Ni alusiones ni comparaciones Sobre todo si ella contenía no la más tenue alusión crítica al Gobierno, sino alguna que pudiese dar pie a comparaciones. En un país así, ni en la más estricta intimidad de la familia, había quien se atreviese a preguntar dónde estaban los reales.

Hoy en cambio, sí sabemos todos donde están los reales. Por supuesto, no porque aquí en Venezuela haya ningún órgano del Estado con función contralora, capaz no ya de castigar, denunciar o ni siquiera ver una corrupción como jamás había conocido Venezuela, sino porque el general Gómez tenía acaso poder para tapar el sol con un dedo. Pero hoy, gracias a los medios de comunicación masiva internacionales, o el sol es demasiado grande, o el dedo demasiado pequeño, y así, a la pregunta "¿Dónde están los reales?" se está respondiendo a plena voz en una corte Federal en Miami: han ido a parar a los bolsillos de la oligarquía militar venezolana y sus cómplices civiles, a esa simbiosis que hoy se conoce en Venezuela como "boligarquía", o "boliburguesía". ¡Válgame Dios, adonde fue a parar el nombre del Libertador!

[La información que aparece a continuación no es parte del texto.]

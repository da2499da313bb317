//! AES-256-CBC codec with PKCS#7 padding.
//!
//! Encrypting buffers input up to a block boundary and pads on flush;
//! decrypting holds back the most recent plaintext block until flush so
//! the padding can be stripped once the input really is over.

use aes::Aes256;
use aes::cipher::generic_array::GenericArray;
use aes::cipher::{BlockDecryptMut, BlockEncryptMut, KeyIvInit};

use crate::codec::{Codec, Flush};
use crate::error::CodecError;

pub const CIPHER_KEY_LEN: usize = 32;
pub const CIPHER_IV_LEN: usize = 16;
const BLOCK: usize = 16;

/// Largest slice of input processed per transform call.
const CIPHER_MAX_INPUT: usize = 4096;

type Enc = cbc::Encryptor<Aes256>;
type Dec = cbc::Decryptor<Aes256>;

enum Mode {
    Encrypt(Enc),
    Decrypt(Dec),
}

pub struct CipherCodec {
    mode: Mode,
    partial: [u8; BLOCK],
    partial_len: usize,
    held: Option<[u8; BLOCK]>,
    out: Vec<u8>,
    out_off: usize,
    finished: bool,
}

fn check_key_iv(key: &[u8], iv: Option<&[u8]>) -> Result<[u8; CIPHER_IV_LEN], CodecError> {
    if key.len() != CIPHER_KEY_LEN {
        return Err(CodecError::Cipher(format!(
            "key must be {CIPHER_KEY_LEN} bytes, got {}",
            key.len()
        )));
    }
    let mut ivb = [0u8; CIPHER_IV_LEN];
    if let Some(iv) = iv {
        if iv.len() != CIPHER_IV_LEN {
            return Err(CodecError::Cipher(format!(
                "iv must be {CIPHER_IV_LEN} bytes, got {}",
                iv.len()
            )));
        }
        ivb.copy_from_slice(iv);
    }
    Ok(ivb)
}

impl CipherCodec {
    /// Encrypting codec; a missing IV means an all-zero IV.
    pub fn encrypt(key: &[u8], iv: Option<&[u8]>) -> Result<CipherCodec, CodecError> {
        let ivb = check_key_iv(key, iv)?;
        Ok(Self::new(Mode::Encrypt(Enc::new(
            GenericArray::from_slice(key),
            GenericArray::from_slice(&ivb),
        ))))
    }

    pub fn decrypt(key: &[u8], iv: Option<&[u8]>) -> Result<CipherCodec, CodecError> {
        let ivb = check_key_iv(key, iv)?;
        Ok(Self::new(Mode::Decrypt(Dec::new(
            GenericArray::from_slice(key),
            GenericArray::from_slice(&ivb),
        ))))
    }

    fn new(mode: Mode) -> CipherCodec {
        CipherCodec {
            mode,
            partial: [0u8; BLOCK],
            partial_len: 0,
            held: None,
            out: Vec::new(),
            out_off: 0,
            finished: false,
        }
    }

    fn drain(&mut self, dst: &mut [u8]) -> usize {
        let avail = self.out.len() - self.out_off;
        let n = avail.min(dst.len());
        dst[..n].copy_from_slice(&self.out[self.out_off..self.out_off + n]);
        self.out_off += n;
        if self.out_off == self.out.len() {
            self.out.clear();
            self.out_off = 0;
        }
        n
    }

    fn process_block(&mut self, block: [u8; BLOCK]) {
        let mut ga = GenericArray::clone_from_slice(&block);
        match &mut self.mode {
            Mode::Encrypt(e) => {
                e.encrypt_block_mut(&mut ga);
                self.out.extend_from_slice(&ga);
            }
            Mode::Decrypt(d) => {
                d.decrypt_block_mut(&mut ga);
                if let Some(prev) = self.held.replace(ga.into()) {
                    self.out.extend_from_slice(&prev);
                }
            }
        }
    }
}

impl Codec for CipherCodec {
    fn transform(&mut self, dst: &mut [u8], src: &[u8]) -> Result<(usize, usize), CodecError> {
        if self.out_off < self.out.len() {
            return Ok((0, self.drain(dst)));
        }

        let take = src.len().min(CIPHER_MAX_INPUT);
        let mut i = 0;
        while i < take {
            let room = BLOCK - self.partial_len;
            let n = room.min(take - i);
            self.partial[self.partial_len..self.partial_len + n].copy_from_slice(&src[i..i + n]);
            self.partial_len += n;
            i += n;
            if self.partial_len == BLOCK {
                let block = self.partial;
                self.partial_len = 0;
                self.process_block(block);
            }
        }

        let produced = self.drain(dst);
        if take == 0 && produced == 0 {
            return Err(CodecError::Stalled);
        }
        Ok((take, produced))
    }

    fn flush(&mut self, dst: &mut [u8]) -> Result<(usize, Flush), CodecError> {
        if self.out_off < self.out.len() {
            return Ok((self.drain(dst), Flush::Chunk));
        }
        if self.finished {
            return Ok((0, Flush::Complete));
        }
        self.finished = true;

        match &mut self.mode {
            Mode::Encrypt(_) => {
                // PKCS#7: always emit a final padded block
                let pad = (BLOCK - self.partial_len) as u8;
                let mut block = self.partial;
                for b in block[self.partial_len..].iter_mut() {
                    *b = pad;
                }
                self.partial_len = 0;
                self.process_block(block);
            }
            Mode::Decrypt(_) => {
                if self.partial_len != 0 {
                    return Err(CodecError::Cipher(
                        "ciphertext is not a multiple of the block size".into(),
                    ));
                }
                match self.held.take() {
                    None => return Ok((0, Flush::Complete)), // empty stream
                    Some(block) => {
                        let pad = block[BLOCK - 1] as usize;
                        if pad == 0
                            || pad > BLOCK
                            || block[BLOCK - pad..].iter().any(|&b| b as usize != pad)
                        {
                            return Err(CodecError::Cipher("bad padding".into()));
                        }
                        self.out.extend_from_slice(&block[..BLOCK - pad]);
                    }
                }
            }
        }

        let n = self.drain(dst);
        if n == 0 && self.out.is_empty() {
            return Ok((0, Flush::Complete));
        }
        Ok((n, Flush::Chunk))
    }
}

/// One-shot convenience encryption of a small buffer (used for the
/// session-held resource key).
pub fn encrypt_once(key: &[u8], iv: &[u8], plain: &[u8]) -> Result<Vec<u8>, CodecError> {
    let mut codec = CipherCodec::encrypt(key, Some(iv))?;
    run_once(&mut codec, plain)
}

/// One-shot decryption, inverse of [`encrypt_once`].
pub fn decrypt_once(key: &[u8], iv: &[u8], cipher: &[u8]) -> Result<Vec<u8>, CodecError> {
    let mut codec = CipherCodec::decrypt(key, Some(iv))?;
    run_once(&mut codec, cipher)
}

fn run_once(codec: &mut CipherCodec, input: &[u8]) -> Result<Vec<u8>, CodecError> {
    let mut out = Vec::new();
    let mut buf = [0u8; 4096];
    let mut src = input;
    while !src.is_empty() {
        let (c, p) = codec.transform(&mut buf, src)?;
        out.extend_from_slice(&buf[..p]);
        src = &src[c..];
    }
    loop {
        let (p, fl) = codec.flush(&mut buf)?;
        out.extend_from_slice(&buf[..p]);
        if fl == Flush::Complete {
            break;
        }
    }
    Ok(out)
}

#[cfg(test)]
mod tests {
    use super::*;

    const KEY: [u8; 32] = [7u8; 32];
    const IV: [u8; 16] = [3u8; 16];

    #[test]
    fn test_round_trip() {
        let data = b"attack at dawn, bring snacks".repeat(33);
        let enc = encrypt_once(&KEY, &IV, &data).unwrap();
        assert_eq!(enc.len() % 16, 0);
        assert!(enc.len() > data.len());
        let dec = decrypt_once(&KEY, &IV, &enc).unwrap();
        assert_eq!(dec, data);
    }

    #[test]
    fn test_round_trip_block_multiple() {
        let data = [0x42u8; 64];
        let enc = encrypt_once(&KEY, &IV, &data).unwrap();
        // full pad block appended
        assert_eq!(enc.len(), 80);
        assert_eq!(decrypt_once(&KEY, &IV, &enc).unwrap(), data);
    }

    #[test]
    fn test_empty_input() {
        let enc = encrypt_once(&KEY, &IV, b"").unwrap();
        assert_eq!(enc.len(), 16);
        assert_eq!(decrypt_once(&KEY, &IV, &enc).unwrap(), b"");
    }

    #[test]
    fn test_wrong_key_fails() {
        let data = b"sixteen byte msg";
        let enc = encrypt_once(&KEY, &IV, data).unwrap();
        let mut bad = KEY;
        bad[0] ^= 1;
        match decrypt_once(&bad, &IV, &enc) {
            Err(_) => {}
            Ok(plain) => assert_ne!(plain, data),
        }
    }

    #[test]
    fn test_ragged_ciphertext_fails() {
        let enc = encrypt_once(&KEY, &IV, b"hello").unwrap();
        assert!(decrypt_once(&KEY, &IV, &enc[..enc.len() - 1]).is_err());
    }

    #[test]
    fn test_bad_key_length_rejected() {
        assert!(CipherCodec::encrypt(&[0u8; 16], None).is_err());
        assert!(CipherCodec::encrypt(&[0u8; 32], Some(&[0u8; 8])).is_err());
    }
}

Un truco demasiado viejo Decíamos que acaso el general Gómez tenía poder suficiente para tapar el sol con un dedo. Esto no quiere decir que no lo haya intentado también la mafia militar que hoy manda en Miraflores. Primitivos como son de palabra y de acción, no se les ha ocurrido otra cosa que el más antiguo, y no siempre exitoso de los trucos guerreros: la distracción. Lo que ellos mismos han llamado, acusando a otros de su propios delito, "un pote de humo".

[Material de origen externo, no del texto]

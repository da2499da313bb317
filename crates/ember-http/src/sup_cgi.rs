//! Filesystem CGI supplier: scripts under a `script_alias` directory
//! (or with a configured extension handler) are executed with the
//! canonical CGI/1.1 environment, stdin wired to the request body and
//! stdout merged back into the response.

use std::ffi::CString;
use std::os::unix::io::RawFd;
use std::rc::Rc;

use nix::sys::wait::waitpid;
use nix::unistd::{ForkResult, dup2, execve, fork, pipe};
use tracing::{debug, warn};

use ember_io::Stream;

use crate::broker::{SupMatch, Supplier};
use crate::error::HttpError;
use crate::header::LoadMode;
use crate::request::{Method, Request};
use crate::response::Response;
use crate::rsfilter::ResponseFilter;
use crate::status;
use crate::vhost::{Vhost, VhostList};

pub struct SupCgi {
    vhosts: Rc<VhostList>,
}

impl SupCgi {
    pub fn new(vhosts: Rc<VhostList>) -> SupCgi {
        SupCgi { vhosts }
    }

    fn vhost_of(&self, rq: &Request) -> Option<Rc<Vhost>> {
        self.vhosts
            .get_n(rq.vhost().unwrap_or(0))
            .or_else(|| self.vhosts.get_n(0))
    }

    /// The configured interpreter for this file's extension, if any.
    /// `exec` means "run the file itself".
    fn ext_handler(vhost: &Vhost, path: &str) -> Option<String> {
        let cgi = vhost.config.subkey("cgi")?;
        let ext = path.rsplit_once('.')?.1;
        let handler = cgi.subkey_value(&format!("{ext}.handler"))?;
        Some(handler.to_owned())
    }

    fn is_executable(path: &str) -> bool {
        nix::unistd::access(path, nix::unistd::AccessFlags::X_OK).is_ok()
    }

    /// True when `path` lives under one of the vhost's script_alias
    /// target directories.
    fn under_script_alias(vhost: &Vhost, path: &str) -> bool {
        let Some(cgi) = vhost.config.subkey("cgi") else { return false };
        for n in 0.. {
            let Some(sub) = cgi.child_n(Some("script_alias"), n) else { break };
            let Some(value) = sub.value() else { continue };
            // value is "<uri prefix> <directory>"
            let Some((_, dir)) = value.rsplit_once(char::is_whitespace) else { continue };
            if path.starts_with(dir.trim()) {
                return true;
            }
        }
        false
    }
}

impl Supplier for SupCgi {
    fn name(&self) -> &'static str {
        "cgi supplier"
    }

    fn owns_error_statuses(&self) -> bool {
        false
    }

    fn is_valid_uri(&self, vhost: Option<&Vhost>, uri: &str) -> Option<(Option<usize>, u64)> {
        let vhost = vhost?;
        if !std::path::Path::new(uri).is_file() {
            return None;
        }
        if Self::under_script_alias(vhost, uri) && Self::is_executable(uri) {
            return Some((None, 0));
        }
        if Self::ext_handler(vhost, uri).is_some() {
            return Some((None, 0));
        }
        None
    }

    fn serve(&self, rq: &mut Request, rs: &Response, _m: &SupMatch) -> Result<(), HttpError> {
        rs.set_status(status::BAD_REQUEST);

        let fqn = rq
            .resolved_filename()
            .ok_or_else(|| HttpError::Other("cgi without a resolved filename".into()))?
            .to_owned();
        let vhost = self
            .vhost_of(rq)
            .ok_or_else(|| HttpError::Other("no vhost".into()))?;

        let (child, cgi_stdin, cgi_stdout) = cgi_exec(rq, &vhost, &fqn)?;

        rs.disable_caching();

        // relay any POSTed bytes to the script's stdin
        if rq.method() == Method::Post {
            if let (Some(clen), Some(rio)) = (rq.content_length(), rq.io()) {
                if clen > 0 {
                    let cgi_in = Stream::from_fd(cgi_stdin, true);
                    // the script may stop reading early, don't fail on that
                    if let Err(e) = cgi_in.copy(&rio, clen) {
                        debug!("cgi stdin copy interrupted: {e}");
                    }
                }
            } else {
                let _ = nix::unistd::close(cgi_stdin);
            }
        } else {
            let _ = nix::unistd::close(cgi_stdin);
        }

        let cgi_out = Stream::from_fd(cgi_stdout, true);
        let out = rs.io();

        let script_name = fqn.rsplit('/').next().unwrap_or(&fqn);
        if !script_name.starts_with("nph-") {
            out.codec_add_tail(Box::new(ResponseFilter::new(rs.body(), None)));

            // merge the script's header into ours
            {
                let body = rs.body();
                let mut body = body.borrow_mut();
                body.header_mut().load_ex(&cgi_out, LoadMode::Override)?;
            }
            if let Some(v) = rs.field_value("Status") {
                let code = v
                    .split_ascii_whitespace()
                    .next()
                    .and_then(|s| s.parse().ok())
                    .unwrap_or(status::INTERNAL_SERVER_ERROR);
                rs.set_status(code);
                rs.del_field("Status");
            } else if rs.field_value("Location").is_some() {
                rs.set_status(status::MOVED_TEMPORARILY);
            } else {
                rs.set_status(status::OK);
            }
        } else {
            rs.set_status(status::OK);
        }

        let total = out.pipe(&cgi_out)?;
        if total == 0 {
            // force at least one write so the filter emits the header
            out.write(b"\n")?;
        }
        out.codecs_remove()?;

        match waitpid(child, None) {
            Ok(st) => debug!(?st, "cgi finished"),
            Err(e) => warn!("waitpid: {e}"),
        }
        Ok(())
    }
}

/// Fork and exec the script; returns (child pid, its stdin write end,
/// its stdout read end).
fn cgi_exec(
    rq: &Request,
    vhost: &Vhost,
    fqn: &str,
) -> Result<(nix::unistd::Pid, RawFd, RawFd), HttpError> {
    let env = cgi_env(rq, vhost, fqn)?;
    let argv: Vec<CString> = match SupCgi::ext_handler(vhost, fqn) {
        Some(h) if !h.eq_ignore_ascii_case("exec") => {
            vec![cstr(&h)?, cstr(fqn)?]
        }
        _ => vec![cstr(fqn)?],
    };

    use std::os::unix::io::IntoRawFd as _;
    let (in_rd, in_wr) = pipe().map_err(nix_err)?;
    let (in_rd, in_wr) = (in_rd.into_raw_fd(), in_wr.into_raw_fd());
    let (out_rd, out_wr) = pipe().map_err(nix_err)?;
    let (out_rd, out_wr) = (out_rd.into_raw_fd(), out_wr.into_raw_fd());

    match unsafe { fork() }.map_err(nix_err)? {
        ForkResult::Child => {
            // wire the pipes onto stdio, silence stderr, become the cgi
            let _ = dup2(in_rd, 0);
            let _ = dup2(out_wr, 1);
            if let Ok(null) = nix::fcntl::open(
                "/dev/null",
                nix::fcntl::OFlag::O_WRONLY,
                nix::sys::stat::Mode::empty(),
            ) {
                let _ = dup2(null, 2);
            }
            let _ = nix::unistd::close(in_wr);
            let _ = nix::unistd::close(out_rd);
            let _ = execve(&argv[0], &argv, &env);
            unsafe { nix::libc::_exit(1) }
        }
        ForkResult::Parent { child } => {
            let _ = nix::unistd::close(in_rd);
            let _ = nix::unistd::close(out_wr);
            Ok((child, in_wr, out_rd))
        }
    }
}

fn cstr(s: &str) -> Result<CString, HttpError> {
    CString::new(s).map_err(|e| HttpError::Other(e.to_string()))
}

fn nix_err(e: nix::Error) -> HttpError {
    HttpError::Io(std::io::Error::from_raw_os_error(e as i32))
}

fn cgi_env(rq: &Request, vhost: &Vhost, fqn: &str) -> Result<Vec<CString>, HttpError> {
    let mut env: Vec<(String, String)> = vec![
        (
            "SERVER_SOFTWARE".into(),
            concat!("ember/", env!("CARGO_PKG_VERSION")).into(),
        ),
        ("SERVER_PROTOCOL".into(), "HTTP/1.0".into()),
        ("GATEWAY_INTERFACE".into(), "CGI/1.1".into()),
        ("REDIRECT_STATUS".into(), "200".into()),
        ("REQUEST_METHOD".into(), rq.method().as_str().into()),
        ("SCRIPT_FILENAME".into(), fqn.into()),
    ];

    let split_addr = |addr: &str| -> (String, String) {
        match addr.rsplit_once(':') {
            Some((ip, port)) => (ip.to_owned(), port.to_owned()),
            None => (addr.to_owned(), String::new()),
        }
    };
    if !rq.local_addr().is_empty() {
        let (ip, port) = split_addr(rq.local_addr());
        env.push(("SERVER_ADDR".into(), ip));
        env.push(("SERVER_PORT".into(), port));
    }
    if !vhost.host.is_empty() {
        env.push(("SERVER_NAME".into(), vhost.host.clone()));
    }
    if !rq.peer_addr().is_empty() {
        let (ip, port) = split_addr(rq.peer_addr());
        env.push(("REMOTE_ADDR".into(), ip));
        env.push(("REMOTE_PORT".into(), port));
    }
    if rq.io().is_some_and(|io| io.is_secure()) {
        env.push(("HTTPS".into(), "on".into()));
    }
    if let Some(pi) = rq.path_info() {
        env.push(("PATH_INFO".into(), pi.into()));
    }
    if let Some(pi) = rq.resolved_path_info() {
        env.push(("PATH_TRANSLATED".into(), pi.into()));
    }
    if let Some(q) = rq.query_string() {
        env.push(("QUERY_STRING".into(), q.into()));
    }
    if let Some(cl) = rq.content_length() {
        env.push(("CONTENT_LENGTH".into(), cl.to_string()));
    }
    if let Some(ct) = rq.field_value("Content-Type") {
        env.push(("CONTENT_TYPE".into(), ct.into()));
    }
    if let Some(fname) = rq.filename() {
        env.push(("SCRIPT_NAME".into(), fname.into()));
    }
    env.push(("REQUEST_URI".into(), rq.uri().into()));
    if let Ok(root) = std::env::var("SYSTEMROOT") {
        env.push(("SYSTEMROOT".into(), root));
    }

    // every request header, canonical HTTP_ form
    for f in rq.header().iter() {
        let name = format!("HTTP_{}", f.name().to_ascii_uppercase().replace('-', "_"));
        env.push((name, f.value().to_owned()));
    }

    env.into_iter()
        .map(|(k, v)| cstr(&format!("{k}={v}")))
        .collect()
}

#[cfg(test)]
mod tests {
    use super::*;
    use ember_core::config::Config;
    use std::io::Write as _;
    use std::os::unix::fs::PermissionsExt;

    fn vhost_with_cgi(dir: &str) -> Rc<VhostList> {
        let cfg = Config::parse(&format!(
            "dir_root /www\ncgi {{\n    script_alias /cgi-bin {dir}\n}}\n"
        ))
        .unwrap();
        Rc::new(VhostList::from_config(&cfg).unwrap())
    }

    fn write_script(dir: &std::path::Path, name: &str, body: &str) -> String {
        let path = dir.join(name);
        let mut f = std::fs::File::create(&path).unwrap();
        write!(f, "{body}").unwrap();
        let mut perm = f.metadata().unwrap().permissions();
        perm.set_mode(0o755);
        std::fs::set_permissions(&path, perm).unwrap();
        path.to_string_lossy().into_owned()
    }

    #[test]
    fn test_is_valid_uri_requires_alias_and_exec_bit() {
        let dir = tempfile::tempdir().unwrap();
        let vl = vhost_with_cgi(&dir.path().to_string_lossy());
        let vh = vl.get_n(0).unwrap();
        let sup = SupCgi::new(Rc::clone(&vl));

        let script = write_script(dir.path(), "hello.cgi", "#!/bin/sh\necho\n");
        assert!(sup.is_valid_uri(Some(&vh), &script).is_some());

        // non-executable file in the same dir is rejected
        let plain = dir.path().join("data.txt");
        std::fs::write(&plain, "x").unwrap();
        assert!(sup.is_valid_uri(Some(&vh), &plain.to_string_lossy()).is_none());

        // executable outside any script_alias dir is rejected
        let other = tempfile::tempdir().unwrap();
        let outside = write_script(other.path(), "evil.cgi", "#!/bin/sh\necho\n");
        assert!(sup.is_valid_uri(Some(&vh), &outside).is_none());
    }

    #[test]
    fn test_serve_merges_cgi_headers() {
        let dir = tempfile::tempdir().unwrap();
        let vl = vhost_with_cgi(&dir.path().to_string_lossy());
        let sup = SupCgi::new(Rc::clone(&vl));
        let script = write_script(
            dir.path(),
            "hi.cgi",
            "#!/bin/sh\nprintf 'Content-Type: text/plain\\r\\nX-Script: yes\\r\\n\\r\\nbody here'\n",
        );

        let mut rq = Request::new();
        rq.bind(Stream::from_vec(b"GET /cgi-bin/hi.cgi HTTP/1.0\r\n\r\n".to_vec()));
        rq.parse_header(None).unwrap();
        rq.set_vhost(0);
        rq.set_resolved_filename(&script);

        let out = Stream::mem();
        let rs = Response::new(out.dup(), false);
        let m = SupMatch { sup: 0, handle: None, mtime: 0 };
        sup.serve(&mut rq, &rs, &m).unwrap();
        out.flush().unwrap();

        let text = String::from_utf8_lossy(&out.mem_contents().unwrap()).into_owned();
        assert!(text.starts_with("HTTP/1.0 200 OK\r\n"), "{text}");
        assert!(text.contains("X-Script: yes\r\n"));
        assert!(text.contains("Content-Type: text/plain\r\n"));
        assert!(text.ends_with("body here"));
    }

    #[test]
    fn test_serve_honours_status_field() {
        let dir = tempfile::tempdir().unwrap();
        let vl = vhost_with_cgi(&dir.path().to_string_lossy());
        let sup = SupCgi::new(Rc::clone(&vl));
        let script = write_script(
            dir.path(),
            "gone.cgi",
            "#!/bin/sh\nprintf 'Status: 404 Not Found\\r\\n\\r\\nnope'\n",
        );

        let mut rq = Request::new();
        rq.bind(Stream::from_vec(b"GET /cgi-bin/gone.cgi HTTP/1.0\r\n\r\n".to_vec()));
        rq.parse_header(None).unwrap();
        rq.set_vhost(0);
        rq.set_resolved_filename(&script);

        let out = Stream::mem();
        let rs = Response::new(out.dup(), false);
        let m = SupMatch { sup: 0, handle: None, mtime: 0 };
        sup.serve(&mut rq, &rs, &m).unwrap();
        assert_eq!(rs.status(), status::NOT_FOUND);
    }
}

Esa bomba fétida tiene dos ingredientes que se emulsionan en uno solo. Se trata por una parte de la lloriconería sobre un "magnicidio", y por la otra, la superabundancia y el sobretono del lenguaje presidencial para referirse a quienes lo adversan. La idea es cubrir una fetidez con otra, ya que si se ponen a gritar "¡Yo no fui!" como un chiquillo aventado, no harían más que señalarse ellos mismos con mayor certidumbre que si se quedan callados. Pero esta marramuncia gritona de ahora tampoco les está dando resultados.

Nació embustero En primer lugar porque lo del magnicidio no se lo quiere creer ni doña Elena allá en Barinas (ella menos que nadie por saber de sobra que el innombrado nació embustero). Lo segundo, porque después de aquella vergonzosa confesión de parte sobre la imprevisible compulsividad de su tripa pantagruélica, a todos nos da por pensar que ella está tan desajustada que confunde el sur con el norte, el este con el oeste, la entrada con la salida.

Pero eso es adjetivo, relativamente secundario. Lo sustantivo es que el volumen de lo robado es de tal magnitud, que ni el más fétido regüeldo del Primer Insultador de la República alcanza para cubrir el vocerío revientacristales de los Niños Cantores de Miami.

Porque ninguna palabra, ningún término, ninguna fórmula, de todos las que con mucha razón se puedan aplicar a la mafia gobernante y sobre todo a su Supremo Conductor es tan elocuente, tan definidor, tan definitivo como el que está emergiendo de los pantanos de Florida.

No es que sean ineptos (aunque también); no es que sean ineficientes (aunque también); no es que sean intelectualmente minusválidos (aunque también); no es que sean unos vagos (aunque también); no es que sean ¡en fin!... A medida que se les acaba el tiempo, va emergiendo en la percepción popular y en la realidad fáctica la palabra definitoria con la que entrarán en la historia el Héroe del Museo Militar y sus compinches: ¡Ladrones!